Он отшагнул и так же неспешно, как подходил, двинулся назад, помахивая жезлом в одной руке, раскрытым бумажником — в другой.
Мамед встретил его именно там, где располагалась знакомая сержанту вмятина.
Поток автомобилей быстро скользил мимо, никто не смотрел в сторону наискось приткнувшегося джипа, тем более что сержант оказался загороженным от потока распахнутой задней дверью, — а кто станет на скорости девяносто пять так уж прямо вглядываться, видны там под урезом двери сапоги или уже нет.
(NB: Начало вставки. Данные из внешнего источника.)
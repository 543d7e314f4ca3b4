//! Interpolation strategies and the type-keyed registry.
//!
//! The numeric lerper covers all standard integer and floating-point kinds;
//! callers extend the registry with constructors for custom kinds.

pub mod numeric;

use hashbrown::HashMap;

use crate::access::PropertyKind;
use crate::behavior::Behavior;
use crate::error::TweenError;

pub use numeric::NumericLerper;

/// Interpolation strategy for one binding.
///
/// `initialize` fixes the working range from the captured endpoints; it runs
/// on the tween's first advance and again whenever the endpoints change
/// (From/Reverse). `interpolate` is then a pure function of `t`.
pub trait Lerper {
    fn initialize(&mut self, from: f32, to: f32, behavior: Behavior);
    fn interpolate(&self, t: f32, behavior: Behavior) -> f32;
}

/// Factory table mapping a property kind to its lerper constructor.
/// Queried once per binding at tween creation, never on the tick path.
pub struct LerperRegistry {
    factories: HashMap<PropertyKind, Box<dyn Fn() -> Box<dyn Lerper>>>,
}

impl LerperRegistry {
    /// Registry with [`NumericLerper`] pre-registered for every standard
    /// numeric kind.
    pub fn with_numeric_defaults() -> Self {
        let mut reg = Self {
            factories: HashMap::new(),
        };
        for kind in PropertyKind::NUMERIC {
            reg.register(kind, || Box::new(NumericLerper::default()) as Box<dyn Lerper>);
        }
        reg
    }

    pub fn register<F>(&mut self, kind: PropertyKind, factory: F)
    where
        F: Fn() -> Box<dyn Lerper> + 'static,
    {
        self.factories.insert(kind, Box::new(factory));
    }

    pub fn contains(&self, kind: PropertyKind) -> bool {
        self.factories.contains_key(&kind)
    }

    /// Construct a lerper for `kind`; an unregistered kind fails the
    /// creation call that asked for it.
    pub fn create(&self, kind: PropertyKind) -> Result<Box<dyn Lerper>, TweenError> {
        self.factories
            .get(&kind)
            .map(|factory| factory())
            .ok_or(TweenError::NoLerper { kind })
    }
}

impl Default for LerperRegistry {
    fn default() -> Self {
        Self::with_numeric_defaults()
    }
}
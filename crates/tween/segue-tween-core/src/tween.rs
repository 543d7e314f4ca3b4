//! Tween state machine: one animation instance advancing its bindings.
//!
//! A `Tween` owns timing state, behavior flags, callbacks, and an ordered
//! set of property bindings. The owning `Tweener` drives it through
//! `begin_step`/`advance_step` each tick; callers configure and control it
//! through the cloneable [`TweenHandle`].

use std::cell::RefCell;
use std::rc::{Rc, Weak};

use hashbrown::HashMap;

use crate::access::{Access, PropertyAccessor};
use crate::behavior::{Behavior, RotationUnit};
use crate::error::TweenError;
use crate::ids::{TargetId, TweenId};
use crate::lerp::Lerper;
use crate::tweener::TweenerCore;

pub(crate) type Callback = Box<dyn FnMut()>;
pub(crate) type Easer = Box<dyn Fn(f32) -> f32>;

/// One property paired with its captured endpoints and lerper.
pub(crate) struct Binding {
    pub(crate) accessor: Box<dyn PropertyAccessor>,
    pub(crate) lerper: Box<dyn Lerper>,
    pub(crate) start: f32,
    pub(crate) end: f32,
}

/// Which of a tween's callback slots to fire.
#[derive(Copy, Clone, Debug)]
pub(crate) enum CallbackSlot {
    Begin,
    Update,
    Complete,
}

/// One animation instance. Owned by the `Tweener`; configured through
/// [`TweenHandle`].
pub struct Tween {
    pub(crate) id: TweenId,
    pub(crate) target: TargetId,
    duration: f32,
    delay: f32,
    time: f32,
    repeat_count: i32,
    behavior: Behavior,
    paused: bool,
    first_update: bool,
    ease: Option<Easer>,
    on_begin: Option<Callback>,
    on_update: Option<Callback>,
    on_complete: Option<Callback>,
    bindings: Vec<Binding>,
    /// Property name -> index into `bindings` (which stays in insertion
    /// order through every mutation).
    index: HashMap<String, usize>,
}

impl Tween {
    pub(crate) fn new(id: TweenId, target: TargetId, duration: f32, delay: f32) -> Self {
        Self {
            id,
            target,
            duration,
            delay,
            time: 0.0,
            repeat_count: 0,
            behavior: Behavior::empty(),
            paused: false,
            first_update: true,
            ease: None,
            on_begin: None,
            on_update: None,
            on_complete: None,
            bindings: Vec::new(),
            index: HashMap::new(),
        }
    }

    pub(crate) fn add_binding(
        &mut self,
        name: &str,
        accessor: Box<dyn PropertyAccessor>,
        lerper: Box<dyn Lerper>,
        start: f32,
        end: f32,
    ) {
        self.index.insert(name.to_string(), self.bindings.len());
        self.bindings.push(Binding {
            accessor,
            lerper,
            start,
            end,
        });
    }

    /// Time left before the tween ends or repeats.
    pub fn time_remaining(&self) -> f32 {
        self.duration - self.time
    }

    /// Raw progress clamped to [0,1]: 0 = not started, 1 = completed.
    pub fn completion(&self) -> f32 {
        (self.time / self.duration).clamp(0.0, 1.0)
    }

    pub fn looping(&self) -> bool {
        self.repeat_count != 0
    }

    pub fn paused(&self) -> bool {
        self.paused
    }

    pub fn pause(&mut self) {
        self.paused = true;
    }

    pub fn resume(&mut self) {
        self.paused = false;
    }

    pub fn pause_toggle(&mut self) {
        self.paused = !self.paused;
    }

    /// Pre-advance phase: deferred lerper initialization, pause/delay
    /// gating, and begin detection. Returns (proceed, fire_begin).
    pub(crate) fn begin_step(&mut self, elapsed: f32) -> (bool, bool) {
        if self.first_update {
            self.first_update = false;
            // Deferred so From/configuration can land after construction
            // but before the first evaluation.
            for binding in &mut self.bindings {
                binding
                    .lerper
                    .initialize(binding.start, binding.end, self.behavior);
            }
        }

        if self.paused {
            return (false, false);
        }

        if self.delay > 0.0 {
            // Delay consumes the whole tick; no interpolation happens.
            self.delay -= elapsed;
            return (false, false);
        }

        (true, self.time == 0.0)
    }

    /// Advance the cursor, run the completion/repeat/reflect transitions,
    /// and interpolate every binding. Returns (fire_complete, finished).
    pub(crate) fn advance_step(&mut self, elapsed: f32) -> (bool, bool) {
        self.time += elapsed;
        let mut t = self.time / self.duration;
        let mut fire_complete = false;
        let mut finished = false;

        if self.time >= self.duration {
            if self.repeat_count > 0 {
                self.repeat_count -= 1;
                self.time = 0.0;
                t = 0.0;
            } else if self.repeat_count < 0 {
                // Infinite repeat: the completion callback fires each cycle.
                fire_complete = true;
                self.time = 0.0;
                t = 0.0;
            } else {
                self.time = self.duration;
                t = 1.0;
                finished = true;
                fire_complete = true;
            }

            // Cursor back at zero means we just looped; reflect flips
            // direction for the next cycle.
            if self.time == 0.0 && self.behavior.contains(Behavior::REFLECT) {
                self.reverse();
            }
        }

        if let Some(ease) = &self.ease {
            // Not clamped: overshoot curves are allowed.
            t = ease(t);
        }

        for binding in &mut self.bindings {
            let value = binding.lerper.interpolate(t, self.behavior);
            binding.accessor.set(value);
        }

        (fire_complete, finished)
    }

    /// Swap every binding's endpoints and rebuild its working range.
    pub(crate) fn reverse(&mut self) {
        for binding in &mut self.bindings {
            std::mem::swap(&mut binding.start, &mut binding.end);
            binding
                .lerper
                .initialize(binding.start, binding.end, self.behavior);
        }
    }

    /// Force the cursor to the end and suppress further update callbacks;
    /// the next advance takes the normal finish path.
    pub(crate) fn force_completion(&mut self) {
        self.time = self.duration;
        self.on_update = None;
    }

    pub(crate) fn take_callback(&mut self, slot: CallbackSlot) -> Option<Callback> {
        match slot {
            CallbackSlot::Begin => self.on_begin.take(),
            CallbackSlot::Update => self.on_update.take(),
            CallbackSlot::Complete => self.on_complete.take(),
        }
    }

    /// Put a taken callback back unless the slot was refilled while it ran
    /// (a replacement installed by the callback wins).
    pub(crate) fn restore_callback(&mut self, slot: CallbackSlot, callback: Callback) {
        let slot = match slot {
            CallbackSlot::Begin => &mut self.on_begin,
            CallbackSlot::Update => &mut self.on_update,
            CallbackSlot::Complete => &mut self.on_complete,
        };
        if slot.is_none() {
            *slot = Some(callback);
        }
    }
}

/// Caller-facing handle to one tween. Cloning is cheap; every clone refers
/// to the same underlying tween. Configuration methods are fluent and may
/// be chained before the tween's first tick (or at any point after).
#[derive(Clone)]
pub struct TweenHandle {
    pub(crate) tween: Rc<RefCell<Tween>>,
    pub(crate) core: Weak<TweenerCore>,
}

impl TweenHandle {
    /// Set the easing function applied to raw progress each tick.
    /// The result is not clamped, so overshoot curves work as expected.
    pub fn ease(&self, ease: impl Fn(f32) -> f32 + 'static) -> &Self {
        self.tween.borrow_mut().ease = Some(Box::new(ease));
        self
    }

    /// Called once when the tween starts ticking, after any delay. Fires
    /// again at the start of every repeat cycle.
    pub fn on_begin(&self, callback: impl FnMut() + 'static) -> &Self {
        self.tween.borrow_mut().on_begin = Some(Box::new(callback));
        self
    }

    /// Called every tick after the bound values have been written.
    pub fn on_update(&self, callback: impl FnMut() + 'static) -> &Self {
        self.tween.borrow_mut().on_update = Some(Box::new(callback));
        self
    }

    /// Called when the tween finishes. With infinite repeat it fires at the
    /// end of every cycle instead.
    pub fn on_complete(&self, callback: impl FnMut() + 'static) -> &Self {
        self.tween.borrow_mut().on_complete = Some(Box::new(callback));
        self
    }

    /// Repeat `times` more cycles after the current one; negative repeats
    /// forever.
    pub fn repeat(&self, times: i32) -> &Self {
        self.tween.borrow_mut().repeat_count = times;
        self
    }

    /// Reverse direction every repeat cycle. Needs repeating to be enabled
    /// to have any effect.
    pub fn reflect(&self) -> &Self {
        self.tween.borrow_mut().behavior |= Behavior::REFLECT;
        self
    }

    /// Interpolate bound values as angles along the shortest arc.
    pub fn rotation(&self, unit: RotationUnit) -> &Self {
        let flag = match unit {
            RotationUnit::Degrees => Behavior::ROTATION_DEGREES,
            RotationUnit::Radians => Behavior::ROTATION_RADIANS,
        };
        self.tween.borrow_mut().behavior |= flag;
        self
    }

    /// Round interpolated values to the nearest integer.
    pub fn round(&self) -> &Self {
        self.tween.borrow_mut().behavior |= Behavior::ROUND;
        self
    }

    /// Interpolate bound values as packed 24-bit RGB colors.
    pub fn hex_color(&self) -> &Self {
        self.tween.borrow_mut().behavior |= Behavior::HEX_COLOR;
        self
    }

    /// Swap the start and end values of every binding.
    pub fn reverse(&self) -> &Self {
        self.tween.borrow_mut().reverse();
        self
    }

    /// Apply starting values before tweening. A name that is already bound
    /// has its recorded start overwritten (the goal stays); an unbound name
    /// is written straight through a freshly resolved accessor without
    /// creating a binding.
    pub fn from(&self, values: &[(&str, f32)]) -> Result<&Self, TweenError> {
        let core = self.core.upgrade().ok_or(TweenError::ManagerGone)?;
        let mut tween = self.tween.borrow_mut();
        let target = tween.target;
        let behavior = tween.behavior;
        for (name, value) in values {
            let bound = tween.index.get(*name).copied();
            if let Some(idx) = bound {
                let binding = &mut tween.bindings[idx];
                binding.start = *value;
                binding.lerper.initialize(*value, binding.end, behavior);
            } else {
                let mut accessor =
                    core.resolver
                        .borrow_mut()
                        .resolve(target, name, Access::Write)?;
                accessor.set(*value);
            }
        }
        Ok(self)
    }

    /// Stop ticking; the delay stops counting down too.
    pub fn pause(&self) {
        self.tween.borrow_mut().pause();
    }

    pub fn resume(&self) {
        self.tween.borrow_mut().resume();
    }

    pub fn pause_toggle(&self) {
        self.tween.borrow_mut().pause_toggle();
    }

    /// Remove the tween from its manager without firing the completion
    /// callback. The removal lands at the next tick boundary.
    pub fn cancel(&self) {
        if let Some(core) = self.core.upgrade() {
            core.queue.borrow_mut().stage_remove(self.tween.clone());
        }
    }

    /// Force the tween to its final value and remove it. The completion
    /// callback still fires through the normal finish path; further update
    /// callbacks are suppressed.
    pub fn cancel_and_complete(&self) {
        self.tween.borrow_mut().force_completion();
        self.cancel();
    }

    pub fn paused(&self) -> bool {
        self.tween.borrow().paused()
    }

    pub fn time_remaining(&self) -> f32 {
        self.tween.borrow().time_remaining()
    }

    pub fn completion(&self) -> f32 {
        self.tween.borrow().completion()
    }

    pub fn looping(&self) -> bool {
        self.tween.borrow().looping()
    }

    pub fn id(&self) -> TweenId {
        self.tween.borrow().id
    }

    pub fn target(&self) -> TargetId {
        self.tween.borrow().target
    }
}

impl std::fmt::Debug for TweenHandle {
    fn fmt(&self, f: &mut std::fmt::Formatter<'_>) -> std::fmt::Result {
        let tween = self.tween.borrow();
        f.debug_struct("TweenHandle")
            .field("id", &tween.id)
            .field("target", &tween.target)
            .finish()
    }
}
Сержанту показалось, что его ударили сбоку кулаком под сердце, и он стал молниеносно разворачиваться, чтобы уйти от второго удара и собраться для ответного, но аорта уже не работала, поэтому движение, начавшись стремительно, кончилось вялым качком, который Мамед усилил, продолжив. И сержант Грачков кульком повалился на рифленый пол джипа, сказав напоследок почти неслышно:
— Мама!..
Глава 9
Я не торопил таксиста, но, должно быть, клокотание, доносившееся из самых глубин моего существа, временами достигало его ушей. Он ерзал, встревоженно на меня косился и попусту мыкался из ряда в ряд. Скорее мы все равно не приехали, а чаевые он отработал тем, что, когда вырулил наконец на площадь, неожиданно дал по газам и, дико разогнавшись на куцем пятачке, тут же и остановился — но зато со скрипом, заносом и испуганным вскриком какой-то юницы, едва поспевшей выскочить из-под колес.